For months, Breitbart continued to resist every request that he release the full, unedited ACORN videotapes, which ought to have alerted editors and producers that something was wrong. But then in the course of the California investigation, Brown struck a plea deal with O’Keefe, who was in jeopardy of indictment for violating the state’s privacy laws. (According to Brown’s final report, "the facts presented here strongly suggests that O’Keefe and Giles violated state privacy laws and provides fair warning to them and others that this type of activity can be prosecuted in California.") The plea agreement deal forced O’Keefe to turn over the complete set of tapes to state investigators. Brown’s verdict on their misuse was scathing. "The evidence illustrates that things are not always as partisan zealots portray them through highly selective editing of reality," he said. "Sometimes a fuller truth is found on the cutting room floor."

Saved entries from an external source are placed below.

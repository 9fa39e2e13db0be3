use std::io;
use std::time::Duration;

use async_trait::async_trait;

use super::{Behavior, Forward};
use crate::options::{OptionSpec, OptionValue, Settings};

const OPTIONS: &[OptionSpec] = &[
    OptionSpec::new("sleep", "Delay in seconds", OptionValue::Float(1.0)).at_least(0.0),
    OptionSpec::new(
        "before",
        "Sleep before forwarding if true, after it otherwise",
        OptionValue::Bool(true),
    ),
];

/// Adds a fixed delay before or after each forward.
#[derive(Debug, Default)]
pub struct Delay;

impl Delay {
    /// Sleep for the configured time, or until the connection goes away.
    async fn pause(fwd: &Forward<'_>, settings: &Settings) -> io::Result<()> {
        let sleep = Duration::try_from_secs_f64(settings.float("sleep"))
            .map_err(|e| io::Error::new(io::ErrorKind::InvalidInput, e))?;
        tokio::select! {
            _ = tokio::time::sleep(sleep) => {}
            _ = fwd.source.closed() => {}
            _ = fwd.dest.closed() => {}
        }
        Ok(())
    }
}

#[async_trait]
impl Behavior for Delay {
    fn name(&self) -> &'static str {
        "delay"
    }

    fn description(&self) -> &'static str {
        "Adds a delay before or after the backend is called"
    }

    fn options(&self) -> &'static [OptionSpec] {
        OPTIONS
    }

    async fn before_forward(&self, fwd: &Forward<'_>, settings: &Settings) -> io::Result<bool> {
        if settings.bool("before") {
            Self::pause(fwd, settings).await?;
        }
        Ok(true)
    }

    async fn after_forward(&self, fwd: &Forward<'_>, settings: &Settings) -> io::Result<()> {
        if !settings.bool("before") {
            Self::pause(fwd, settings).await?;
        }
        Ok(())
    }
}

#[cfg(test)]
mod tests {
    use super::*;
    use crate::behavior::Direction;
    use crate::options::{RawOptions, RawValue};
    use crate::testing::proxied_pair;
    use tokio::time::Instant;

    fn settings(before: bool) -> Settings {
        let raw: RawOptions = [
            ("sleep".to_string(), RawValue::Float(2.0)),
            ("before".to_string(), RawValue::Bool(before)),
        ]
        .into_iter()
        .collect();
        Settings::defaults(OPTIONS)
            .overlay("delay", OPTIONS, &raw)
            .unwrap()
    }

    #[tokio::test(start_paused = true)]
    async fn test_sleeps_on_the_configured_side() {
        let (_c, client, backend, _b) = proxied_pair().await;
        let fwd = Forward {
            conn_id: 1,
            protocol: "tcp",
            direction: Direction::ToBackend,
            source: &client,
            dest: &backend,
            buffer: 1024,
        };

        let start = Instant::now();
        assert!(Delay.before_forward(&fwd, &settings(true)).await.unwrap());
        Delay.after_forward(&fwd, &settings(true)).await.unwrap();
        assert!(start.elapsed() >= Duration::from_secs(2));
        assert!(start.elapsed() < Duration::from_secs(3));

        let start = Instant::now();
        assert!(Delay.before_forward(&fwd, &settings(false)).await.unwrap());
        assert!(start.elapsed() < Duration::from_secs(1));
        Delay.after_forward(&fwd, &settings(false)).await.unwrap();
        assert!(start.elapsed() >= Duration::from_secs(2));
    }

    #[tokio::test(start_paused = true)]
    async fn test_close_cuts_the_sleep_short() {
        let (_c, client, backend, _b) = proxied_pair().await;
        let fwd = Forward {
            conn_id: 1,
            protocol: "tcp",
            direction: Direction::ToClient,
            source: &backend,
            dest: &client,
            buffer: 1024,
        };
        client.close();

        let start = Instant::now();
        Delay.before_forward(&fwd, &settings(true)).await.unwrap();
        assert!(start.elapsed() < Duration::from_secs(2));
    }
}
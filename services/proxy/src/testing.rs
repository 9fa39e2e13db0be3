//! Socket helpers for unit tests.

use std::time::Duration;

use tokio::net::{TcpListener, TcpStream};

use crate::endpoint::{Endpoint, Side};

/// A connected loopback socket pair.
pub async fn socket_pair() -> (TcpStream, TcpStream) {
    let listener = TcpListener::bind("127.0.0.1:0").await.unwrap();
    let addr = listener.local_addr().unwrap();
    let (connected, accepted) = tokio::join!(TcpStream::connect(addr), listener.accept());
    (connected.unwrap(), accepted.unwrap().0)
}

/// Endpoints for a client and a backend, each paired with the raw socket of
/// the peer it talks to: `(client_peer, client, backend, backend_peer)`.
pub async fn proxied_pair() -> (TcpStream, Endpoint, Endpoint, TcpStream) {
    let (client_peer, client) = socket_pair().await;
    let (backend, backend_peer) = socket_pair().await;
    (
        client_peer,
        Endpoint::new(client, Side::Client, Duration::from_secs(5)),
        Endpoint::new(backend, Side::Backend, Duration::from_secs(5)),
        backend_peer,
    )
}
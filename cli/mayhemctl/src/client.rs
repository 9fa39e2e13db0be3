//! HTTP client for the control API.

use anyhow::{Context, Result};
use reqwest::header::{HeaderMap, HeaderValue, CONTENT_TYPE};
use serde::{de::DeserializeOwned, Deserialize};
use serde_json::{Map, Value};

use crate::error::CliError;

#[derive(Debug, Clone)]
pub struct ControlClient {
    client: reqwest::Client,
    base_url: String,
}

#[derive(Debug, Deserialize)]
pub struct BehaviorList {
    pub behaviors: Vec<String>,
}

#[derive(Debug, Deserialize)]
pub struct ActiveBehavior {
    pub behavior: String,
}

impl ControlClient {
    pub fn new(base_url: &str) -> Result<Self> {
        let mut headers = HeaderMap::new();
        headers.insert(CONTENT_TYPE, HeaderValue::from_static("application/json"));

        let client = reqwest::Client::builder()
            .default_headers(headers)
            .build()
            .context("Failed to create HTTP client")?;

        Ok(Self {
            client,
            base_url: base_url.trim_end_matches('/').to_string(),
        })
    }

    fn url(&self, path: &str) -> String {
        format!("{}{}", self.base_url, path)
    }

    pub async fn behaviors(&self) -> Result<BehaviorList, CliError> {
        let response = self.client.get(self.url("/behaviors")).send().await?;
        self.handle_response(response).await
    }

    pub async fn active_behavior(&self) -> Result<ActiveBehavior, CliError> {
        let response = self.client.get(self.url("/behavior")).send().await?;
        self.handle_response(response).await
    }

    /// Switch the active behavior. `options` are sent next to `name`.
    pub async fn set_behavior(
        &self,
        name: &str,
        options: Map<String, Value>,
    ) -> Result<(), CliError> {
        let body = request_body(name, options);
        let response = self.client.put(self.url("/behavior")).json(&body).send().await?;
        self.handle_response::<Value>(response).await.map(|_| ())
    }

    async fn handle_response<T: DeserializeOwned>(
        &self,
        response: reqwest::Response,
    ) -> Result<T, CliError> {
        let status = response.status();

        if status.is_success() {
            response
                .json()
                .await
                .map_err(|e| CliError::Other(anyhow::anyhow!("Failed to parse response: {}", e)))
        } else {
            let body: ErrorResponse = response.json().await.unwrap_or_default();
            Err(CliError::Api {
                status: status.as_u16(),
                errors: body.describe(),
            })
        }
    }
}

fn request_body(name: &str, mut options: Map<String, Value>) -> Value {
    options.insert("name".to_string(), Value::String(name.to_string()));
    Value::Object(options)
}

/// `{"status":"error","errors":[...]}` as sent by the control API.
#[derive(Debug, Default, Deserialize)]
struct ErrorResponse {
    #[serde(default)]
    errors: Vec<FieldError>,
}

#[derive(Debug, Deserialize)]
struct FieldError {
    name: String,
    description: String,
}

impl ErrorResponse {
    fn describe(self) -> Vec<String> {
        if self.errors.is_empty() {
            return vec!["unknown error".to_string()];
        }
        self.errors
            .into_iter()
            .map(|e| format!("{}: {}", e.name, e.description))
            .collect()
    }
}

#[cfg(test)]
mod tests {
    use super::*;
    use serde_json::json;

    #[test]
    fn test_url_building() {
        let client = ControlClient::new("http://localhost:8080/").unwrap();
        assert_eq!(client.url("/behavior"), "http://localhost:8080/behavior");
    }

    #[test]
    fn test_name_wins_over_option() {
        let mut options = Map::new();
        options.insert("sleep".to_string(), json!(2));
        options.insert("name".to_string(), json!("ignored"));
        assert_eq!(
            request_body("delay", options),
            json!({ "name": "delay", "sleep": 2 })
        );
    }

    #[test]
    fn test_error_body_description() {
        let body: ErrorResponse = serde_json::from_value(json!({
            "status": "error",
            "errors": [{ "location": "body", "name": "name", "description": "unknown behavior" }]
        }))
        .unwrap();
        assert_eq!(body.describe(), vec!["name: unknown behavior"]);
        assert_eq!(ErrorResponse::default().describe(), vec!["unknown error"]);
    }
}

Meanwhile, Times public editor Clark Hoyt, like his colleagues in other mainstream outlets, has been forced to acknowledge gross errors in the paper’s coverage – such as the false claim, encouraged by Breitbart and Fox, that O’Keefe went into the ACORN offices "dressed so outlandishly [as a pimp] that he might have been playing in a risqué high school play." In fact, the filmmaker never wore his ridiculous pimp regalia into a single ACORN office, always dressing instead like a buttoned-down junior accountant.

Amazingly, the New York Times never covered the Harshbarger report and gave little or no coverage to the other deconstructions of the Big Government “scoop” by law enforcement. Last March, when Hoyt finally offered an excuse for the failure of the Times to adequately correct and explain the complex truth behind Breitbart’s ACORN scam, it sounded weak:

The report by Harshbarger…was not covered by The Times. It should have been, but the Acorn/O’Keefe story became something of an orphan at the paper. At least 14 reporters, reporting to different sets of editors, have touched it since last fall. Nobody owns it. Bill Keller, the executive editor, said that, “sensing the story would not go away and would be part of a larger narrative,” the paper should have assigned one reporter to be responsible for it.”

Since then much more evidence has emerged, without generating the kind of reassessment that is overdue. Now Breitbart has struck again, manipulating a gullible media establishment and a frightened administration in an attempt to destroy the reputation of an innocent federal employee.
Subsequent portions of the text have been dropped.